Original-URL des Artikels: https://www.golem.de/news/innenstadt-schon-4-800-e-scooter-in-berlin-1907-142509.html    Veröffentlicht: 11.07.2019 16:27    Kurz-URL: https://glm.io/142509

Innenstadt

Schon 4.800 E-Scooter in Berlin

Die Anbieter Circ, Lime, Voi und Tier setzen ihre E-Scooter fast nur in der Innenstadt aus, um Touristen als Kunden zu gewinnen. Das widerspricht den Zusagen, damit den Autoverkehr von Pendlern deutlich zu reduzieren.

Rund 4.800 elektrische Leih-Tretroller standen Anfang Juli bereits auf Berlins Straßen. Das hat eine Datenauswertung der Apps der E-Scooter-Verleiher durch Rbb24 (Rundfunk Berlin-Brandenburg) und Radforschung.org ergeben, die am 11. Juli 2019 vorgelegt wurde. Allein im Bezirk Mitte standen demnach rund 2.200 E-Scooter, in Friedrichshain-Kreuzberg und Pankow weitere 1.500. Damit waren rund 75 Prozent der E-Scooter in den drei Innenstadt-Bezirken, die bei Touristen besonders beliebt sind.

Ganz anders sieht es in den Außenbezirken Marzahn-Hellersdorf, Spandau, Reinickendorf und Steglitz-Zehlendorf aus. Dort stellten die Anbieter laut Rbb-Datenanalyse insgesamt nur 22 Tretroller auf.
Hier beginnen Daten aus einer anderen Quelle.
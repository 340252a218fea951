//! Cryptographic operations using age encryption.
//!
//! Encrypts opaque byte payloads to an ASCII-armored format so ciphertext
//! can be embedded in line-oriented text files without corruption.

use std::io::{Read, Write};

use age::armor::{ArmoredReader, ArmoredWriter, Format};
use age::x25519;

use crate::error::{Error, Result};

/// Encrypt a payload for a recipient and return armored ciphertext.
///
/// Handles zero-length and arbitrary binary payloads. The output is
/// line-wrapped printable ASCII.
///
/// # Errors
///
/// Returns `Error::EncryptionFailed` if encryption fails at any stage.
pub fn encrypt(plaintext: &[u8], recipient: &x25519::Recipient) -> Result<Vec<u8>> {
    let encryptor =
        age::Encryptor::with_recipients(std::iter::once(recipient as &dyn age::Recipient))
            .map_err(|e| Error::EncryptionFailed(format!("{}", e)))?;

    let mut ciphertext = Vec::new();
    let mut writer = encryptor
        .wrap_output(ArmoredWriter::wrap_output(
            &mut ciphertext,
            Format::AsciiArmor,
        )?)
        .map_err(|e| Error::EncryptionFailed(format!("{}", e)))?;

    writer.write_all(plaintext)?;
    let armored = writer
        .finish()
        .map_err(|e| Error::EncryptionFailed(format!("{}", e)))?;
    armored
        .finish()
        .map_err(|e| Error::EncryptionFailed(format!("{}", e)))?;

    Ok(ciphertext)
}

/// Decrypt armored ciphertext using a private identity.
///
/// # Errors
///
/// Returns `Error::InvalidCiphertext` if the input is not valid armored age
/// data, or `Error::DecryptionFailed` if it was not encrypted for this
/// identity. No partial plaintext is ever returned.
pub fn decrypt(armored: &[u8], identity: &x25519::Identity) -> Result<Vec<u8>> {
    let reader = ArmoredReader::new(armored);
    let decryptor =
        age::Decryptor::new(reader).map_err(|e| Error::InvalidCiphertext(format!("{}", e)))?;

    let mut plaintext = Vec::new();
    let mut reader = decryptor
        .decrypt(std::iter::once(identity as &dyn age::Identity))
        .map_err(|e| Error::DecryptionFailed(format!("{}", e)))?;

    reader.read_to_end(&mut plaintext)?;

    Ok(plaintext)
}
//! Run command.
//!
//! Executes a command with decrypted secrets injected as environment
//! variables. Decrypted values are never written to disk; the parent waits
//! for the child and forwards its exit code.

use std::path::Path;

use zeroize::Zeroizing;

use crate::core::constants;
use crate::core::keyfile::KeyPair;
use crate::core::secrets::{self, SecretsFile};
use crate::error::{Error, Result};

/// Run a command with secrets injected as environment variables.
pub fn execute(environment: &str, command: &[String]) -> Result<()> {
    let exit_code = run_with_secrets(environment, command)?;
    std::process::exit(exit_code);
}

fn run_with_secrets(environment: &str, command: &[String]) -> Result<i32> {
    if command.is_empty() {
        return Err(Error::Other("no command specified".to_string()));
    }

    let keypair = KeyPair::load(Path::new(constants::KEY_FILE))?;
    let file = SecretsFile::load(Path::new(constants::SECRETS_FILE))?;

    let env = file.get_environment(environment)?;
    let decrypted = secrets::decrypt_environment(env, keypair.identity()).map_err(|e| {
        Error::Environment {
            name: environment.to_string(),
            source: Box::new(e),
        }
    })?;

    let mut cmd = std::process::Command::new(&command[0]);
    cmd.args(&command[1..]);

    // Wipe each decrypted value once it has been copied into the child env
    for (key, value) in decrypted {
        let value = Zeroizing::new(value);
        cmd.env(key, value.as_str());
    }

    let status = cmd.status().map_err(|e| {
        if e.kind() == std::io::ErrorKind::NotFound {
            Error::CommandNotFound(command[0].clone())
        } else {
            Error::Io(e)
        }
    })?;

    // If the child was killed by a signal there is no code; report failure
    Ok(status.code().unwrap_or(1))
}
Die Anbieter Circ, Lime, Voi und Tier hielten ihre Flottengrößen bislang geheim, auf Anfrage widersprachen sie den Zahlen jedoch nicht.

Die vom Rbb ermittelten Zahlen legen nahe, dass die E-Scooter bislang zum großen Teil von Touristen genutzt werden. Das steht im Widerspruch zur Selbstdarstellung der Anbieter. Sie hatten beim Berliner Senat damit geworben, dass Leihroller einen spürbaren Beitrag dazu leisten, den Autoverkehr bei Berufspendlern zu reduzieren.

Die Innenstadt-Fixiertheit der Scooter-Anbieter ärgert den Linken-Verkehrspolitiker Kristian Ronneburg. Sie widerspreche dem Mobilitätsgesetz, auf das sich Rot-Rot-Grün geeinigt hat. "Darin haben wir grundsätzlich festgelegt, dass wir in allen Berliner Bezirken gleichwertige Mobilitäts-Angebote vorhalten möchten", sagte Ronneburg dem Rbb.

"Wenn Anbieter die Rosinen haben wollen in der Innenstadt, auf die sich alle jetzt stürzen, dann müssen sie im Gegenzug eine Zahl X in anderen Teilen der Stadt vorhalten", schlug Ronneburg vor. Über einen konkretisierten Vorschlag wolle die Linke nach der Sommerpause mit SPD und Grünen beraten. Ronneburg will damit der Verkehrssenatorin Regine Günther (Grüne) "ein bisschen Druck machen".

Die Verkehrsverwaltung teilt mit, sie würde es begrüßen, wenn E-Scooter auch außerhalb des S-Bahnrings verstärkt zur Verfügung stünden. Es sei jedoch nicht möglich, ein Geschäftsgebiet für das Verleihen von E-Scootern vorzugeben.

Madrid allerdings hat genau das bereits getan, Wien prüft es derzeit. Wien hat auch eine Obergrenze von 1.500 Scootern pro Anbieter vorgegeben - eine Anzahl, die der Anbieter Circ in Berlin schon jetzt überschreiten würde.

Im Vergleich zu Wien hat der Berliner Senat das Thema bislang verschlafen, kritisiert der Mobilitätsforscher Tilman Bracher vom Deutschen Institut für Urbanistik (difu). "Wien hat sich anders aufgestellt. Die waren halt aufmerksamer, haben in die USA geguckt oder in andere Länder", sagte Bracher.